Wednesday, February 27, 2008

Stay Tuned...It's Possible Someone Will Realize That You're Listening...


This piece will be short.

Not that I couldn’t rant on for a couple thousand words on the subject, but I’ve been told by good friends and/or readers that they would enjoy, every now and then, a blog that didn’t require them to block out most of their morning or afternoon to read.

I’ve got some pretty witty friends, wouldn’t you agree?

Okay. So here’s a short one for you.

As you know, either because you know me or because you’ve read my bio, I am a writer/producer/broadcast personality and Grammy nominated songwriter.
And, what the hell, I’ve even had a few “real jobs” in my life.

Today, though, I’m sharing as the “broadcast personality”.

Who is, by the way, currently not on the air anywhere, what with being in the down part of the “boy, radio sure is an up and down business, huh?” thing and all.

And because I’ve been spending a lot of time in the last two or three months “looking for that next opportunity”, I’ve been working a lot in my home office and listening to a lot of morning radio.

Now, I’m going to slap an initial asterisk right on this missive because, given that I’m feeling a little unloved in the broadcast business these days, the case could be made that my opinion is steeped in the fine wine that only be made from vintage sour grapes.

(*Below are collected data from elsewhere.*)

//! Book-keeping for outbound calls that are waiting on a response.
//!
//! Every non-oneway request that goes out is recorded here under its correlation id until exactly
//! one of these things happens to it:
//!
//! - a response with the same correlation id arrives ([`PendingCallRegistry::resolve`])
//! - its deadline passes and the periodic sweep finds it ([`PendingCallRegistry::expire`])
//! - the request could not be written ([`PendingCallRegistry::fail`])
//! - the connection it went out on is closed ([`PendingCallRegistry::fail_all`])
//!
//! Each of those paths claims the entry by removing it from the map, and only the path that
//! actually removed it gets to deliver an outcome.  Anything else that shows up for the same id
//! afterwards is a no-op.
use std::sync::Mutex;
use std::time::Duration;

use dashmap::DashMap;
use dashmap::mapref::entry::Entry;
use tokio::sync::oneshot;
use tokio::time::Instant;

use crate::admission::AdmissionPermit;
use crate::command::Command;
use crate::executor::WorkerPool;
use crate::{ConnectionId, RemotingError, Result};

/// Receives the outcome of an asynchronous call.
///
/// Implemented for any `FnOnce(Result<Command>)` closure, which is usually all that's needed.
/// Callbacks need only be `Send`; the registry never shares one between threads.
pub trait InvokeCallback: Send + 'static {
    fn on_complete(self: Box<Self>, result: Result<Command>);
}

impl<F> InvokeCallback for F
where
    F: FnOnce(Result<Command>) + Send + 'static,
{
    fn on_complete(self: Box<Self>, result: Result<Command>) {
        (*self)(result)
    }
}

#[derive(Clone, Copy, Debug, PartialEq, Eq, strum::Display)]
#[strum(serialize_all = "snake_case")]
pub enum CallMode {
    Sync,
    Async,
}

/// Where a call ended up.  `Waiting` is only ever observed while the call is in the registry.
#[derive(Clone, Copy, Debug, PartialEq, Eq, strum::Display)]
#[strum(serialize_all = "snake_case")]
pub enum CallState {
    Waiting,
    Completed,
    TimedOut,
    Failed,
}

enum Completion {
    Sync(oneshot::Sender<Result<Command>>),
    Async {
        // Only ever taken out once, by whichever path removed the call; the mutex is there so
        // the registry is `Sync` without demanding `Sync` callbacks
        callback: Mutex<Box<dyn InvokeCallback>>,
        permit: AdmissionPermit,
    },
}

/// An outbound call waiting for its response.
pub struct PendingCall {
    correlation_id: i32,
    connection_id: ConnectionId,
    timeout: Duration,
    started_at: Instant,
    deadline: Instant,
    completion: Completion,
}

impl PendingCall {
    /// A call whose caller is suspended waiting on the returned receiver.
    pub fn sync(
        correlation_id: i32,
        connection_id: ConnectionId,
        timeout: Duration,
    ) -> (Self, oneshot::Receiver<Result<Command>>) {
        let (tx, rx) = oneshot::channel();
        (
            Self::new(correlation_id, connection_id, timeout, Completion::Sync(tx)),
            rx,
        )
    }

    /// A call whose outcome goes to `callback`.  The admission permit is held until the outcome
    /// is known, and released just before the callback runs.
    pub fn with_callback(
        correlation_id: i32,
        connection_id: ConnectionId,
        timeout: Duration,
        permit: AdmissionPermit,
        callback: impl InvokeCallback,
    ) -> Self {
        Self::new(
            correlation_id,
            connection_id,
            timeout,
            Completion::Async {
                callback: Mutex::new(Box::new(callback)),
                permit,
            },
        )
    }

    fn new(correlation_id: i32, connection_id: ConnectionId, timeout: Duration, completion: Completion) -> Self {
        let started_at = Instant::now();
        Self {
            correlation_id,
            connection_id,
            timeout,
            started_at,
            deadline: started_at + timeout,
            completion,
        }
    }

    pub fn correlation_id(&self) -> i32 {
        self.correlation_id
    }

    pub fn connection_id(&self) -> ConnectionId {
        self.connection_id
    }

    pub fn deadline(&self) -> Instant {
        self.deadline
    }

    pub fn mode(&self) -> CallMode {
        match self.completion {
            Completion::Sync(_) => CallMode::Sync,
            Completion::Async { .. } => CallMode::Async,
        }
    }

    fn summarize(&self, state: CallState) -> CallSummary {
        CallSummary {
            correlation_id: self.correlation_id,
            connection_id: self.connection_id,
            mode: self.mode(),
            state,
            elapsed: self.started_at.elapsed(),
        }
    }
}

impl std::fmt::Debug for PendingCall {
    fn fmt(&self, f: &mut std::fmt::Formatter<'_>) -> std::fmt::Result {
        f.debug_struct("PendingCall")
            .field("correlation_id", &self.correlation_id)
            .field("connection_id", &self.connection_id)
            .field("mode", &self.mode())
            .field("timeout", &self.timeout)
            .finish()
    }
}

/// Returned by [`PendingCallRegistry::register`]; identifies the registered call.
#[derive(Clone, Copy, Debug, PartialEq, Eq)]
pub struct CallToken {
    pub correlation_id: i32,
    pub deadline: Instant,
}

/// What happened to a call that left the registry.
#[derive(Clone, Debug, PartialEq, Eq)]
pub struct CallSummary {
    pub correlation_id: i32,
    pub connection_id: ConnectionId,
    pub mode: CallMode,
    pub state: CallState,
    pub elapsed: Duration,
}

/// Concurrent map from correlation id to [`PendingCall`].
pub struct PendingCallRegistry {
    calls: DashMap<i32, PendingCall>,
    callbacks: WorkerPool,
}

impl PendingCallRegistry {
    /// Async-call callbacks are run on `callbacks`, never on the task that completed the call.
    pub fn new(callbacks: WorkerPool) -> Self {
        Self {
            calls: DashMap::new(),
            callbacks,
        }
    }

    pub fn callback_executor(&self) -> &WorkerPool {
        &self.callbacks
    }

    pub fn register(&self, call: PendingCall) -> Result<CallToken> {
        match self.calls.entry(call.correlation_id) {
            Entry::Occupied(_) => {
                tracing::warn!(
                    correlation_id = call.correlation_id,
                    connection_id = %call.connection_id,
                    "Refusing to register a call whose correlation id is already outstanding"
                );
                Err(RemotingError::DuplicateCorrelationId {
                    correlation_id: call.correlation_id,
                })
            }
            Entry::Vacant(vacant) => {
                let token = CallToken {
                    correlation_id: call.correlation_id,
                    deadline: call.deadline,
                };
                tracing::trace!(
                    correlation_id = call.correlation_id,
                    connection_id = %call.connection_id,
                    mode = %call.mode(),
                    "Pending call registered"
                );
                vacant.insert(call);
                Ok(token)
            }
        }
    }

    /// Deliver `response` to the call waiting on `correlation_id`.
    ///
    /// Returns `false` if no such call is waiting, which happens when the response arrives after
    /// the call already timed out or failed, or when the peer answers something we never asked.
    pub fn resolve(&self, correlation_id: i32, response: Command) -> bool {
        match self.calls.remove(&correlation_id) {
            Some((_, call)) => {
                let summary = call.summarize(CallState::Completed);
                tracing::trace!(
                    correlation_id,
                    elapsed_ms = summary.elapsed.as_millis() as u64,
                    "Response matched a pending call"
                );
                self.complete(call, Ok(response));
                true
            }
            None => {
                tracing::warn!(
                    correlation_id,
                    code = response.code,
                    "Dropping response that matches no pending call; it may have already timed out"
                );
                false
            }
        }
    }

    /// Time out every call whose deadline is at or before `now`.
    pub fn expire(&self, now: Instant) -> Vec<CallSummary> {
        let expired_ids: Vec<i32> = self
            .calls
            .iter()
            .filter(|entry| entry.deadline <= now)
            .map(|entry| *entry.key())
            .collect();

        let mut summaries = Vec::with_capacity(expired_ids.len());
        for correlation_id in expired_ids {
            // The deadline is checked again under the shard lock, and a response that raced us
            // here has already taken the entry
            if let Some((_, call)) = self.calls.remove_if(&correlation_id, |_, call| call.deadline <= now) {
                let summary = call.summarize(CallState::TimedOut);
                tracing::debug!(
                    correlation_id,
                    connection_id = %call.connection_id,
                    mode = %summary.mode,
                    timeout_ms = call.timeout.as_millis() as u64,
                    "Pending call timed out"
                );
                let err = RemotingError::Timeout {
                    correlation_id,
                    timeout: call.timeout,
                };
                self.complete(call, Err(err));
                summaries.push(summary);
            }
        }

        summaries
    }

    /// Fail one call because its request could not be sent.
    ///
    /// Returns `false` if the call had already left the registry some other way.
    pub fn fail(&self, correlation_id: i32, reason: impl Into<String>) -> bool {
        match self.calls.remove(&correlation_id) {
            Some((_, call)) => {
                let reason = reason.into();
                tracing::debug!(
                    correlation_id,
                    connection_id = %call.connection_id,
                    %reason,
                    "Pending call failed"
                );
                let err = RemotingError::send_failure(call.connection_id, correlation_id, reason);
                self.complete(call, Err(err));
                true
            }
            None => false,
        }
    }

    /// Fail every call waiting on a response from `connection_id`.
    pub fn fail_all(&self, connection_id: ConnectionId, reason: &str) -> Vec<CallSummary> {
        let ids: Vec<i32> = self
            .calls
            .iter()
            .filter(|entry| entry.connection_id == connection_id)
            .map(|entry| *entry.key())
            .collect();

        let mut summaries = Vec::with_capacity(ids.len());
        for correlation_id in ids {
            if let Some((_, call)) = self.calls.remove(&correlation_id) {
                summaries.push(call.summarize(CallState::Failed));
                let err = RemotingError::send_failure(connection_id, correlation_id, reason);
                self.complete(call, Err(err));
            }
        }

        if !summaries.is_empty() {
            tracing::debug!(
                %connection_id,
                failed_calls = summaries.len(),
                reason,
                "Failed all pending calls on connection"
            );
        }

        summaries
    }

    pub fn len(&self) -> usize {
        self.calls.len()
    }

    pub fn is_empty(&self) -> bool {
        self.calls.is_empty()
    }

    pub fn contains(&self, correlation_id: i32) -> bool {
        self.calls.contains_key(&correlation_id)
    }

    /// Hand the outcome to whoever is waiting for it.  Only ever called with a call that has
    /// already been removed from the map.
    fn complete(&self, call: PendingCall, result: Result<Command>) {
        let correlation_id = call.correlation_id;
        match call.completion {
            Completion::Sync(tx) => {
                if tx.send(result).is_err() {
                    tracing::debug!(correlation_id, "Caller stopped waiting before the call completed");
                }
            }
            Completion::Async { callback, permit } => {
                let callback = callback.into_inner().unwrap_or_else(|e| e.into_inner());
                permit.release();
                self.callbacks.submit_or_detach(async move {
                    callback.on_complete(result);
                });
            }
        }
    }
}

impl std::fmt::Debug for PendingCallRegistry {
    fn fmt(&self, f: &mut std::fmt::Formatter<'_>) -> std::fmt::Result {
        f.debug_struct("PendingCallRegistry")
            .field("pending", &self.calls.len())
            .field("callbacks", &self.callbacks)
            .finish()
    }
}
//! The request/response core of a broker's remoting transport.
//!
//! Peers exchange [`Command`]s over long-lived, multiplexed connections.  Every request carries a
//! correlation id, and the response to it echoes that id back, so any number of calls can be in
//! flight on one connection and their responses can arrive in any order.
//!
//! An [`InvocationEngine`] serves connections and provides three ways to call the peer at the
//! other end:
//!
//! - [`InvocationEngine::call_sync`] waits for the response
//! - [`InvocationEngine::call_async`] returns once the request is queued and reports the outcome
//!   to a callback
//! - [`InvocationEngine::call_oneway`] expects no response at all
//!
//! Requests arriving from the peer are routed by request code to a [`RequestProcessor`], which
//! runs on a [`WorkerPool`] rather than on the connection's I/O task.
//!
//! This crate knows nothing about TCP or TLS.  Anything that implements [`Transport`] will do,
//! and [`RemotingCodec`] turns any async byte stream into one.

/// Re-export the exact async-trait macro we use, for implementing [`RequestProcessor`]
#[doc(hidden)]
pub use async_trait::async_trait;

mod admission;
mod codec;
mod command;
mod config;
mod connection;
mod dispatch;
mod engine;
mod error;
mod executor;
mod handle;
mod hook;
mod lifecycle;
mod processor;
mod registry;
#[cfg(test)]
pub mod testing;
mod transport;

pub use admission::{AdmissionController, AdmissionPermit, Pool};
pub use codec::{DEFAULT_MAX_FRAME_LENGTH, RemotingCodec};
pub use command::{Command, CommandFlags, LanguageCode, PROTOCOL_VERSION, ResponseCode};
pub use config::RemotingConfig;
pub use dispatch::{ProcessorEntry, ProcessorTable};
pub use engine::{InvocationEngine, InvocationEngineBuilder};
pub use error::{RemotingError, Result};
pub use executor::{Rejected, WorkerPool};
pub use handle::{ConnectionHandle, ConnectionId};
pub use hook::RpcHook;
pub use lifecycle::{
    ConnectionActivity, ConnectionEvent, ConnectionEventListener, ConnectionPhase, IdleCheck, IdleKind,
    IdlePolicy, LifecycleNotifier,
};
pub use processor::{FnProcessor, RequestContext, RequestProcessor, processor_fn};
pub use registry::{
    CallMode, CallState, CallSummary, CallToken, InvokeCallback, PendingCall, PendingCallRegistry,
};
pub use transport::{LabeledTransport, Transport};
impl ProcessorTable {
    pub fn new() -> Self {
        Self::default()
    }

    /// Register the processor for `code`.  A later registration for the same code replaces
    /// this one.
    pub fn register(&self, code: i32, entry: ProcessorEntry) {
        let replaced = self
            .entries
            .write()
            .unwrap_or_else(|e| e.into_inner())
            .insert(code, entry)
            .is_some();
        if replaced {
            tracing::warn!(code, "Replacing the processor registered for request code");
        } else {
            tracing::debug!(code, "Processor registered");
        }
    }

    /// Register the processor for every code without one of its own.
    pub fn register_default(&self, entry: ProcessorEntry) {
        *self.default.write().unwrap_or_else(|e| e.into_inner()) = Some(entry);
        tracing::debug!("Default processor registered");
    }

    /// The entry registered for `code`, else the default entry, else `None`.
    pub fn lookup(&self, code: i32) -> Option<ProcessorEntry> {
        let specific = self
            .entries
            .read()
            .unwrap_or_else(|e| e.into_inner())
            .get(&code)
            .cloned();
        specific.or_else(|| self.default_entry())
    }

    /// The entry registered for exactly `code`, ignoring the default.
    pub fn get(&self, code: i32) -> Option<ProcessorEntry> {
        self.entries
            .read()
            .unwrap_or_else(|e| e.into_inner())
            .get(&code)
            .cloned()
    }

    pub fn default_entry(&self) -> Option<ProcessorEntry> {
        self.default.read().unwrap_or_else(|e| e.into_inner()).clone()
    }

    /// Route one inbound request.  Never waits.
    pub(crate) fn dispatch(&self, ctx: RequestContext, request: Command, hooks: &Hooks) -> DispatchOutcome {
        let correlation_id = request.correlation_id;
        let code = request.code;
        let oneway = request.is_oneway();

        let Some(entry) = self.lookup(code) else {
            tracing::warn!(
                correlation_id,
                code,
                remote_peer = ctx.remote_peer(),
                oneway,
                "No processor for request code"
            );
            return Self::reply_unless_oneway(
                correlation_id,
                oneway,
                ResponseCode::RequestCodeNotSupported,
                format!("request type {code} not supported"),
            );
        };

        if entry.processor.reject_request() {
            tracing::debug!(correlation_id, code, "Processor is rejecting requests");
            return Self::reply_unless_oneway(
                correlation_id,
                oneway,
                ResponseCode::SystemBusy,
                "[REJECTREQUEST] system busy, start flow control for a while",
            );
        }

        let span = tracing::debug_span!(
            "process_request",
            correlation_id,
            code,
            connection_id = %ctx.connection_id(),
        );
        let job = Self::process(entry.processor.clone(), ctx, request, hooks.clone()).instrument(span);

        match entry.executor.submit(job) {
            Ok(()) => DispatchOutcome::Submitted,
            Err(e) => {
                tracing::warn!(
                    correlation_id,
                    code,
                    error = %e,
                    "Executor rejected request; replying system busy"
                );
                Self::reply_unless_oneway(
                    correlation_id,
                    oneway,
                    ResponseCode::SystemBusy,
                    "[OVERLOAD] system busy, start flow control for a while",
                )
            }
        }
    }

    fn reply_unless_oneway(
        correlation_id: i32,
        oneway: bool,
        code: ResponseCode,
        remark: impl Into<String>,
    ) -> DispatchOutcome {
        if oneway {
            DispatchOutcome::Dropped
        } else {
            DispatchOutcome::Reply(Command::error_response(correlation_id, code, remark))
        }
    }

    /// Runs on the executor
    async fn process(processor: Arc<dyn RequestProcessor>, ctx: RequestContext, request: Command, hooks: Hooks) {
        let correlation_id = request.correlation_id;
        let oneway = request.is_oneway();
        let connection = ctx.connection().clone();

        hooks.before_request(ctx.remote_peer(), &request);

        // The processor consumes the request; keep a copy only if a hook needs it afterwards
        let request_for_hooks = (!hooks.is_empty()).then(|| request.clone());

        let outcome = AssertUnwindSafe(processor.process_request(ctx, request))
            .catch_unwind()
            .await;

        let reply = match outcome {
            Ok(Ok(Some(response))) => Some(response.into_response_for(correlation_id)),
            Ok(Ok(None)) => None,
            Ok(Err(e)) => {
                tracing::error!(correlation_id, err = %format!("{e:#}"), "Processor failed");
                Some(Command::error_response(
                    correlation_id,
                    ResponseCode::SystemError,
                    format!("{e:#}"),
                ))
            }
            Err(panic) => {
                let message = error::panic_err_to_string(panic);
                tracing::error!(correlation_id, panic = %message, "Processor panicked");
                Some(Command::error_response(
                    correlation_id,
                    ResponseCode::SystemError,
                    format!("processor panicked: {message}"),
                ))
            }
        };

        let reply = if oneway {
            if reply.is_some() {
                tracing::trace!(correlation_id, "Discarding reply to oneway request");
            }
            None
        } else {
            reply
        };

        if let Some(request) = &request_for_hooks {
            hooks.after_response(connection.remote_peer(), request, reply.as_ref());
        }

        if let Some(reply) = reply {
            if let Err(e) = connection.write(reply).await {
                tracing::warn!(correlation_id, err = %e, "Failed to write reply");
            }
        }
    }
}

impl std::fmt::Debug for ProcessorTable {
    fn fmt(&self, f: &mut std::fmt::Formatter<'_>) -> std::fmt::Result {
        let codes = self
            .entries
            .read()
            .unwrap_or_else(|e| e.into_inner())
            .keys()
            .copied()
            .sorted()
            .collect_vec();
        f.debug_struct("ProcessorTable")
            .field("codes", &codes)
            .field("has_default", &self.default_entry().is_some())
            .finish()
    }
}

I know it’s not, but I leave it up to you to decide for yourself.

In fact, I’m going to go a little further out on the limb and risk predicting that by the end of this piece, you and I are going to be “in tune” (pun intended)

Here’s the thing.

“Conventional” morning radio, no matter the music format, tends, these days, to consist primarily of a “crew” of folks whose main function, other than segueing into traffic reports on the quarter hour and weather on the eights, is to pander to the sense of humor of the least sophisticated listener who might be tuned in at any given time.

Okay. Crotch humor aint my thing, either as a listener or a broadcaster, but I’m big enough to grant that a lot of people enjoy jokes aimed between the legs as opposed to between the ears.

Different strokes and all that.

What chaps my cheeks, both as a listener and as a broadcaster, is the approach that the lion’s share of these “morning zoo crews” take when offering up their contributions to the history of AM and FM.

I call it “HEY! I’m over HERE!”

If and when you listen to morning radio, does any of this sound familiar? Jokes, one liners, double entendres, cheap shots, goofball gags, etc, etc fired off as if an original thought might cause a choking sensation in the throat of the person on mike, followed by a constant barrage of guffaws, chortles, giggles, chuckles and/or maniacal laughter on the part of the rest of the “crew”?

Yeah. Me, too.

And although I hold fast to my earlier “endorsement” of the different strokes concept, I still find myself almost always more annoyed than entertained.

Why?

Like I said, because “HEY! I’m over HERE!”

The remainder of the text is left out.